Time for ‘Round two’. Oftentimes, the sheer fact that the client has been made aware of the “invalid” results can be education enough to change the attitude and perspective about the testing process. It is not uncommon to see dramatically different results the second time around. Several recent repeat FCE’s completed at Job Ready produced lifting values that were 50-100% improved compared to the 1st attempt, with good consistency of effort. This increases the confidence of the therapist that limitations, if any, are fairly representative of the client’s ability. One statement that is common to find in Job Ready’s FCE reports is: “Medical correlation is required”. What does this mean? Simply put, it means that ultimately, the Physician should be looking at the nature of the injury or medical history to determine if the limitations are realistic or appropriate and apply that judgment to any permanent restrictions being made.

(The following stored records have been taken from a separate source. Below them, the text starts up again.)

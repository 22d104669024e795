// ABOUTME: CLI for browsing the Channel One catalog with efir-catalog.
// ABOUTME: Stands in for the host rendering layer: drives the extractors and prints JSON.

use anyhow::{anyhow, Result};
use clap::{Parser, Subcommand};
use serde_json::json;

use efir_catalog::{
    fetch_listing, list_show_menu, list_shows_by_letter, resolve_video, Client, ExternalResolver,
    ScrapeError, VideoTarget,
};

/// Browse the Channel One catalog and print JSON.
#[derive(Parser, Debug)]
#[command(name = "efir-cli")]
#[command(about = "Scrape the Channel One catalog and print JSON", long_about = None)]
struct Args {
    /// Override the site base URL (useful against a local fixture server).
    #[arg(long)]
    base_url: Option<String>,

    /// Output compact JSON instead of pretty.
    #[arg(long, default_value_t = false)]
    compact: bool,

    #[command(subcommand)]
    command: Command,
}

#[derive(Subcommand, Debug)]
enum Command {
    /// Print the alphabetical show index.
    Shows,
    /// Print the menu entries of a show page.
    Menu {
        /// Show page URL or path, e.g. /shows/bolshaya-igra
        show_url: String,
    },
    /// Print one or more pages of an episode listing.
    Episodes {
        /// Listing URL or path, may carry limit/offset parameters.
        url: String,
        /// Follow next-page cursors until exhausted.
        #[arg(long, default_value_t = false)]
        follow: bool,
        /// Upper bound on pages fetched with --follow.
        #[arg(long, default_value_t = 10)]
        max_pages: usize,
    },
    /// Resolve a video id into a playable target.
    Video {
        /// Numeric video id from an episode record.
        id: String,
    },
}

/// The CLI has no embedded player, so third-party embeds cannot be resolved
/// here; the error names the link so the caller can follow it elsewhere.
struct NoExternalResolver;

impl ExternalResolver for NoExternalResolver {
    fn resolve(&self, embed_url: &str) -> Result<VideoTarget, ScrapeError> {
        Err(ScrapeError::playlist(
            embed_url,
            "ResolveExternal",
            Some(anyhow!("external source resolution is not available in the CLI")),
        ))
    }
}

fn main() -> Result<()> {
    tracing_subscriber::fmt()
        .with_env_filter(tracing_subscriber::EnvFilter::from_default_env())
        .with_writer(std::io::stderr)
        .init();

    let args = Args::parse();

    let mut builder = Client::builder();
    if let Some(base_url) = &args.base_url {
        builder = builder.base_url(base_url.as_str());
    }
    let client = builder.build()?;

    let output = match &args.command {
        Command::Shows => {
            let groups = list_shows_by_letter(&client)?;
            json!({ "groups": groups })
        }
        Command::Menu { show_url } => {
            let entries = list_show_menu(&client, show_url)?;
            json!({ "entries": entries })
        }
        Command::Episodes {
            url,
            follow,
            max_pages,
        } => {
            let mut items = Vec::new();
            let mut next_url;
            let mut pages = 0usize;
            let mut current = url.clone();

            loop {
                let page = fetch_listing(&client, &current)?;
                items.extend(page.items);
                next_url = page.next_url;
                pages += 1;

                if !*follow || pages >= *max_pages {
                    break;
                }
                match &next_url {
                    Some(next) => current = next.clone(),
                    None => break,
                }
            }

            json!({ "items": items, "next_url": next_url, "pages": pages })
        }
        Command::Video { id } => {
            let target = resolve_video(&client, id, &NoExternalResolver)?;
            json!(target)
        }
    };

    if args.compact {
        println!("{}", serde_json::to_string(&output)?);
    } else {
        println!("{}", serde_json::to_string_pretty(&output)?);
    }

    Ok(())
}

Repeating the FCE is not the only option for improving the client’s effort and determining their true abilities. Work conditioning is often a recommendation in an FCE. The purpose of the FCE is to determine the client’s physical capabilities, but it is really just a snapshot of that person’s ability. If the effort is invalid, then you have no information or evidence of that person’s capabilities. For example, if that patient was fearful of re-injury and did not put forth maximum effort, then permanent restrictions should never be assigned based on this poor effort. A work conditioning program will allow that client to increase their confidence, strength and endurance, as well as decrease their anxiety on a daily basis. In addition, the documentation of the client’s abilities and progression (or regression) is provided. If evaluated on a regular basis, the patient’s physical capabilities will be well documented at the end of the program. As a matter of fact, if patients are involved in work conditioning as early as is appropriate, oftentimes an FCE is not even necessary!

As always, it is important to let the client or patient know that it is imperative that they put forth their best effort in a Functional Capacity Evaluation. New FCE technology is very sensitive to the sincerity and consistency of effort among patients undergoing testing. The good news is that if the patient truly has deficits, this testing will identify them. The bad news (for the patients who are “malingering”) is that the FCE will also identify conclusively that the patient’s effort is not their best.